Various industries are increasingly making use of unmanned aerial vehicles (UAVs), in part because they have longer sustained flight times and lower costs than manned aircraft. However, the breadth of potential UAV applications requires a system that can support a variety of payloads and sensors to be attached. Furthermore, it is essential to minimize the size and weight for these payloads. To accommodate an array of sensor payloads, there is a need for compact, lightweight, and low-cost payload design that can share common hardware components within a centralized system. This technology is a base payload system for UAVs that allows different payloads to share common power supply, data acquisition, and positioning systems. Moreover, this solution enables multiple payloads to be deployed at minimal cost, size, and weight. Utilizable in remote, hazardous areas, this technology can be implemented for a range of applications, from atmospheric and oceanic data collection to oil and gas exploration.
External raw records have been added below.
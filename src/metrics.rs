//! Prediction counters and latency statistics for the placement predictor.

use serde::Serialize;
use std::sync::atomic::{AtomicU64, Ordering};
use std::sync::RwLock;
use std::time::{Duration, Instant};
use tracing::info;

/// Latency samples kept for percentile calculation
const MAX_SAMPLES: usize = 10_000;

/// Metrics collector shared by all request handlers
pub struct PredictionMetrics {
    /// Successful predictions
    pub predictions: AtomicU64,
    /// Predictions with a positive verdict
    pub placed: AtomicU64,
    /// Predictions with a negative verdict
    pub not_placed: AtomicU64,
    /// Predictions that raised an error
    pub failures: AtomicU64,
    /// Submissions rejected by input validation
    pub rejected_inputs: AtomicU64,
    /// Processing times (in microseconds)
    processing_times: RwLock<Vec<u64>>,
    /// Placement probability distribution buckets (10% wide)
    probability_buckets: RwLock<[u64; 10]>,
    /// Start time for uptime
    start_time: Instant,
}

impl PredictionMetrics {
    /// Create a new metrics collector
    pub fn new() -> Self {
        Self {
            predictions: AtomicU64::new(0),
            placed: AtomicU64::new(0),
            not_placed: AtomicU64::new(0),
            failures: AtomicU64::new(0),
            rejected_inputs: AtomicU64::new(0),
            processing_times: RwLock::new(Vec::with_capacity(1000)),
            probability_buckets: RwLock::new([0; 10]),
            start_time: Instant::now(),
        }
    }

    /// Record a successful prediction
    pub fn record_prediction(&self, processing_time: Duration, placed: bool, probability_percent: f64) {
        self.predictions.fetch_add(1, Ordering::Relaxed);
        if placed {
            self.placed.fetch_add(1, Ordering::Relaxed);
        } else {
            self.not_placed.fetch_add(1, Ordering::Relaxed);
        }

        if let Ok(mut times) = self.processing_times.write() {
            times.push(processing_time.as_micros() as u64);
            if times.len() > MAX_SAMPLES {
                times.drain(0..MAX_SAMPLES / 2);
            }
        }

        let bucket = (probability_percent / 10.0).clamp(0.0, 9.0) as usize;
        if let Ok(mut buckets) = self.probability_buckets.write() {
            buckets[bucket] += 1;
        }
    }

    /// Record a failed prediction
    pub fn record_failure(&self) {
        self.failures.fetch_add(1, Ordering::Relaxed);
    }

    /// Record a submission rejected before prediction
    pub fn record_rejected_input(&self) {
        self.rejected_inputs.fetch_add(1, Ordering::Relaxed);
    }

    /// Seconds since the collector was created
    pub fn uptime_seconds(&self) -> u64 {
        self.start_time.elapsed().as_secs()
    }

    /// Get processing time statistics
    pub fn get_processing_stats(&self) -> ProcessingStats {
        let sorted = match self.processing_times.read() {
            Ok(times) if !times.is_empty() => {
                let mut sorted = times.clone();
                sorted.sort_unstable();
                sorted
            }
            _ => return ProcessingStats::default(),
        };

        let count = sorted.len();
        let sum: u64 = sorted.iter().sum();

        ProcessingStats {
            count: count as u64,
            mean_us: sum / count as u64,
            p50_us: sorted[count / 2],
            p95_us: sorted[((count as f64 * 0.95) as usize).min(count - 1)],
            max_us: sorted[count - 1],
        }
    }

    /// Get probability distribution
    pub fn get_probability_distribution(&self) -> [u64; 10] {
        self.probability_buckets
            .read()
            .map(|buckets| *buckets)
            .unwrap_or_default()
    }

    /// Point-in-time copy of all counters
    pub fn snapshot(&self) -> MetricsSnapshot {
        MetricsSnapshot {
            predictions: self.predictions.load(Ordering::Relaxed),
            placed: self.placed.load(Ordering::Relaxed),
            not_placed: self.not_placed.load(Ordering::Relaxed),
            failures: self.failures.load(Ordering::Relaxed),
            rejected_inputs: self.rejected_inputs.load(Ordering::Relaxed),
            processing: self.get_processing_stats(),
            probability_distribution: self.get_probability_distribution(),
        }
    }

    /// Log summary statistics
    pub fn print_summary(&self) {
        let snapshot = self.snapshot();
        let placement_rate = if snapshot.predictions > 0 {
            (snapshot.placed as f64 / snapshot.predictions as f64) * 100.0
        } else {
            0.0
        };

        info!("╔══════════════════════════════════════════════════════════════╗");
        info!("║            PLACEMENT PREDICTOR - METRICS SUMMARY             ║");
        info!("╠══════════════════════════════════════════════════════════════╣");
        info!(
            "║ Predictions: {:>8}  │  Placed: {:>6.1}%  │  Failures: {:>6} ║",
            snapshot.predictions, placement_rate, snapshot.failures
        );
        info!(
            "║ Rejected inputs: {:>6}  │  Uptime: {:>8}s                  ║",
            snapshot.rejected_inputs,
            self.uptime_seconds()
        );
        info!(
            "║ Processing Time (μs): mean={:>6} p50={:>6} p95={:>6} max={:>6} ║",
            snapshot.processing.mean_us,
            snapshot.processing.p50_us,
            snapshot.processing.p95_us,
            snapshot.processing.max_us
        );
        info!("╠══════════════════════════════════════════════════════════════╣");
        info!("║ Placement Probability Distribution:                          ║");
        let total: u64 = snapshot.probability_distribution.iter().sum();
        for (i, &count) in snapshot.probability_distribution.iter().enumerate() {
            let pct = if total > 0 { (count as f64 / total as f64) * 100.0 } else { 0.0 };
            let bar: String = "█".repeat(((pct / 2.0) as usize).min(20));
            info!(
                "║   {:>3}-{:>3}%: {:>6} ({:>5.1}%) {}",
                i * 10,
                (i + 1) * 10,
                count,
                pct,
                bar
            );
        }
        info!("╚══════════════════════════════════════════════════════════════╝");
    }
}

impl Default for PredictionMetrics {
    fn default() -> Self {
        Self::new()
    }
}

/// Processing time statistics
#[derive(Debug, Clone, Default, Serialize)]
pub struct ProcessingStats {
    pub count: u64,
    pub mean_us: u64,
    pub p50_us: u64,
    pub p95_us: u64,
    pub max_us: u64,
}

/// Serializable view of the counters, served by the health endpoint
#[derive(Debug, Clone, Serialize)]
pub struct MetricsSnapshot {
    pub predictions: u64,
    pub placed: u64,
    pub not_placed: u64,
    pub failures: u64,
    pub rejected_inputs: u64,
    pub processing: ProcessingStats,
    pub probability_distribution: [u64; 10],
}

#[cfg(test)]
mod tests {
    use super::*;

    #[test]
    fn test_metrics_recording() {
        let metrics = PredictionMetrics::new();

        metrics.record_prediction(Duration::from_micros(100), true, 91.0);
        metrics.record_prediction(Duration::from_micros(300), false, 25.0);
        metrics.record_failure();
        metrics.record_rejected_input();

        let snapshot = metrics.snapshot();
        assert_eq!(snapshot.predictions, 2);
        assert_eq!(snapshot.placed, 1);
        assert_eq!(snapshot.not_placed, 1);
        assert_eq!(snapshot.failures, 1);
        assert_eq!(snapshot.rejected_inputs, 1);
        assert_eq!(snapshot.processing.count, 2);
        assert_eq!(snapshot.processing.mean_us, 200);
        assert_eq!(snapshot.processing.max_us, 300);
    }

    #[test]
    fn test_probability_buckets() {
        let metrics = PredictionMetrics::new();

        metrics.record_prediction(Duration::from_micros(10), false, 0.0);
        metrics.record_prediction(Duration::from_micros(10), true, 85.0);
        metrics.record_prediction(Duration::from_micros(10), true, 100.0);

        let dist = metrics.get_probability_distribution();
        assert_eq!(dist[0], 1);
        assert_eq!(dist[8], 1);
        // 100% lands in the top bucket
        assert_eq!(dist[9], 1);
    }

    #[test]
    fn test_empty_stats() {
        let metrics = PredictionMetrics::new();
        let stats = metrics.get_processing_stats();
        assert_eq!(stats.count, 0);
        assert_eq!(stats.p95_us, 0);
    }
}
Compact, lightweight, and low-cost UAV payload for swappable instrumentation

This technology centralizes data acquisition, control, and inertial hardware and software and enables modular swapping of individual instruments, such as imaging sensors, broadband radiation sensors, and drone-deployed dropsondes for atmospheric profiling and microbuoys for oceanic monitoring. The base payload includes a radio transceiver that allows real-time data transmission, while on-board storage maintains recorded data. The base payload also facilitates high positional accuracy, samples data from multiple sensors at a uniform rate, and comprises up- and down-facing pyrometers to correct for reflected atmospheric signals. Moreover, these UAV payloads can be navigated in autonomous or remote-control mode.

A prototype of this technology was successfully tested in UAV-based missions over Antarctica for deploying dropsondes and collecting atmospheric profile data, demonstrating its ability to operate effectively in harsh, remote areas.

Lead Inventor:

Christopher J. Zappa, Ph.D.

Applications:

  • Atmospheric profiling
  • Oceanic monitoring
  • Climate, weather, and environmental model validation
  • Satellite remote sensing validation
  • Oil and gas exploration
  • Geothermal exploration
  • Defense and aerospace
  • Emergency response

Advantages:

  • Modular configuration facilitates swappable sensor payloads
  • Enables in situ data collection in remote and harsh environments
  • Low cost
  • Compact size and lightweight
  • Centralized hardware control
  • Can be controlled autonomously or manually by remote-control
  • High positional accuracy

Tech Ventures Reference: IRs# CU16236, CU16237, and CU16238